[[ Material shown, beginning ]]
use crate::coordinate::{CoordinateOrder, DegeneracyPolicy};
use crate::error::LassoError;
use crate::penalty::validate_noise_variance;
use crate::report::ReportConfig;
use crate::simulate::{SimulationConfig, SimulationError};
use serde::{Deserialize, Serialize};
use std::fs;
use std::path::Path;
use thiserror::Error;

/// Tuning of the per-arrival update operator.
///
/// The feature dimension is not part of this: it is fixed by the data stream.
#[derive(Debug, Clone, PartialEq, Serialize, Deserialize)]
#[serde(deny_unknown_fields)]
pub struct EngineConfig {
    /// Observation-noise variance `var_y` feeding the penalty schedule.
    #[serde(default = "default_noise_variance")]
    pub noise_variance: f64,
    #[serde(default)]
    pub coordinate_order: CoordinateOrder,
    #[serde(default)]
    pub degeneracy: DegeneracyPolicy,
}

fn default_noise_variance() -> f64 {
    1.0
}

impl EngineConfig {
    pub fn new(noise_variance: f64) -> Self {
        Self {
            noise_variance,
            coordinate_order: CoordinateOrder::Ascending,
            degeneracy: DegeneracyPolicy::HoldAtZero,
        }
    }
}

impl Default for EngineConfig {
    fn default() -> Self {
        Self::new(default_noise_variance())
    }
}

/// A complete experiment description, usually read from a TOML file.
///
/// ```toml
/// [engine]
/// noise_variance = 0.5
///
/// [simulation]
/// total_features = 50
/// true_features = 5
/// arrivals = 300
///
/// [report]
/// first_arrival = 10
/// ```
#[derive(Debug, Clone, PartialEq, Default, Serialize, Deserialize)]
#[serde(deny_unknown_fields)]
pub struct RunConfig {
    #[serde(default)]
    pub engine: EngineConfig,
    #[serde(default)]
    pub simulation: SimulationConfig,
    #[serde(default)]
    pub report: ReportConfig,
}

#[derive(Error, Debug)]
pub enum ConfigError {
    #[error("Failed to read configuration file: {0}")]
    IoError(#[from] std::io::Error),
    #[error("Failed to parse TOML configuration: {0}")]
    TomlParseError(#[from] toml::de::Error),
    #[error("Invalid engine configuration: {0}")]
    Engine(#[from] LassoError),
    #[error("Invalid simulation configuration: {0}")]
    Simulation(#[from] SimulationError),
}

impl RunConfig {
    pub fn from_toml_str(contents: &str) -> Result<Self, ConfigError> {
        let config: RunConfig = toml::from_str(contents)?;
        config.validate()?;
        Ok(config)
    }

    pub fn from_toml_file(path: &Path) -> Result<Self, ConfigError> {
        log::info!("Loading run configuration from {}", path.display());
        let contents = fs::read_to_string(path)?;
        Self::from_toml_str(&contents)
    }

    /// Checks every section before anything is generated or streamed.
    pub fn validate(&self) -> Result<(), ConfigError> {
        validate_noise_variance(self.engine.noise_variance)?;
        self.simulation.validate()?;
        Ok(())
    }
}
[[ Material shown, end ]]
[[ Material shown, beginning ]]
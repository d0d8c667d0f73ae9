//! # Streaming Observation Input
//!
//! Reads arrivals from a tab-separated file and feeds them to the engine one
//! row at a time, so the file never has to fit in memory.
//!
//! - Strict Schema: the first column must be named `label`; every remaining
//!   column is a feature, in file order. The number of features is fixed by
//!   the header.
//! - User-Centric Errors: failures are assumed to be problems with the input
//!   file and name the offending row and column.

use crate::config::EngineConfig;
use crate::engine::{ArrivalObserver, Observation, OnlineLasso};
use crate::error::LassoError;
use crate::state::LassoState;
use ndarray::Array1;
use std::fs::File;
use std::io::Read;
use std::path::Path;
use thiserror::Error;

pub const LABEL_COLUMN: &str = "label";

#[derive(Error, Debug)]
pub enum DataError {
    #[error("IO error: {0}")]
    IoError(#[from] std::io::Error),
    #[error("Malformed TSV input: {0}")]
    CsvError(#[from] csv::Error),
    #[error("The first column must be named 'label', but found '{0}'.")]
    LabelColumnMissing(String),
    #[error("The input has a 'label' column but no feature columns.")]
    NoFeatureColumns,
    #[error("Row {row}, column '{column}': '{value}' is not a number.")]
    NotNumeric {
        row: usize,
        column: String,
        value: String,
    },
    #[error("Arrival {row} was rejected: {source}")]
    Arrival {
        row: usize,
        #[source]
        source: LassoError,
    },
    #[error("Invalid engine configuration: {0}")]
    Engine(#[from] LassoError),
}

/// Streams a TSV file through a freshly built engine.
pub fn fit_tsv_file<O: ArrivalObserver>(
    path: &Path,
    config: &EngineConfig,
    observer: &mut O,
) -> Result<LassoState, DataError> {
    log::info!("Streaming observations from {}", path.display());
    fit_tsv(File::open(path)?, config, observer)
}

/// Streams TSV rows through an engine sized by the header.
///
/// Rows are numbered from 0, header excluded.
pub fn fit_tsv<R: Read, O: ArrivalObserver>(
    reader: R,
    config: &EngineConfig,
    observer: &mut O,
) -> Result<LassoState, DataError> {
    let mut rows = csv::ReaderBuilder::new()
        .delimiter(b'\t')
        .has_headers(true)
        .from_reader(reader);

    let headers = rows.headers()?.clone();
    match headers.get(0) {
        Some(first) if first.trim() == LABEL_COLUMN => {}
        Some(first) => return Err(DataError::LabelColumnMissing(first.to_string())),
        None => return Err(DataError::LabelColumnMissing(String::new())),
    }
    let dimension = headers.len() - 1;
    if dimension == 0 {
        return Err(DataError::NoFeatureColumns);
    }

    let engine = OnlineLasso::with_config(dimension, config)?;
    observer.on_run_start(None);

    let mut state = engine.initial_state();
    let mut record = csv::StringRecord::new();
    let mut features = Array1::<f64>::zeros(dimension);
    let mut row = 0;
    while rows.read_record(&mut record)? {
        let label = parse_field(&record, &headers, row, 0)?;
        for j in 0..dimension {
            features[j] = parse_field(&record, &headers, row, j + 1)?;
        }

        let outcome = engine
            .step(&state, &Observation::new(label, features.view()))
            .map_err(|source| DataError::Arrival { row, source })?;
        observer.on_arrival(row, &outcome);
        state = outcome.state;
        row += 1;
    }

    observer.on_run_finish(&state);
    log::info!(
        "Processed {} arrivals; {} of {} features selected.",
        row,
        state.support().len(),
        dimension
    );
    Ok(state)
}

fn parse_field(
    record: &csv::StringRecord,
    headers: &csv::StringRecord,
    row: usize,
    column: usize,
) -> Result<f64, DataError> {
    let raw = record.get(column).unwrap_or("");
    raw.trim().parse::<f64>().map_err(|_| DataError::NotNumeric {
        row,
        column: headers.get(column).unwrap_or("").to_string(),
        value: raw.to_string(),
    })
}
[[ Material shown, end ]]
■ Work required
Above this instruction are the records; retype exactly the lines from the one containing "let label = parse_field(&record, &headers, row, 0)?;" up to and including the one containing "let outcome = engine".

■ Output of the task
        let label = parse_field(&record, &headers, row, 0)?;
        for j in 0..dimension {
            features[j] = parse_field(&record, &headers, row, j + 1)?;
        }

        let outcome = engine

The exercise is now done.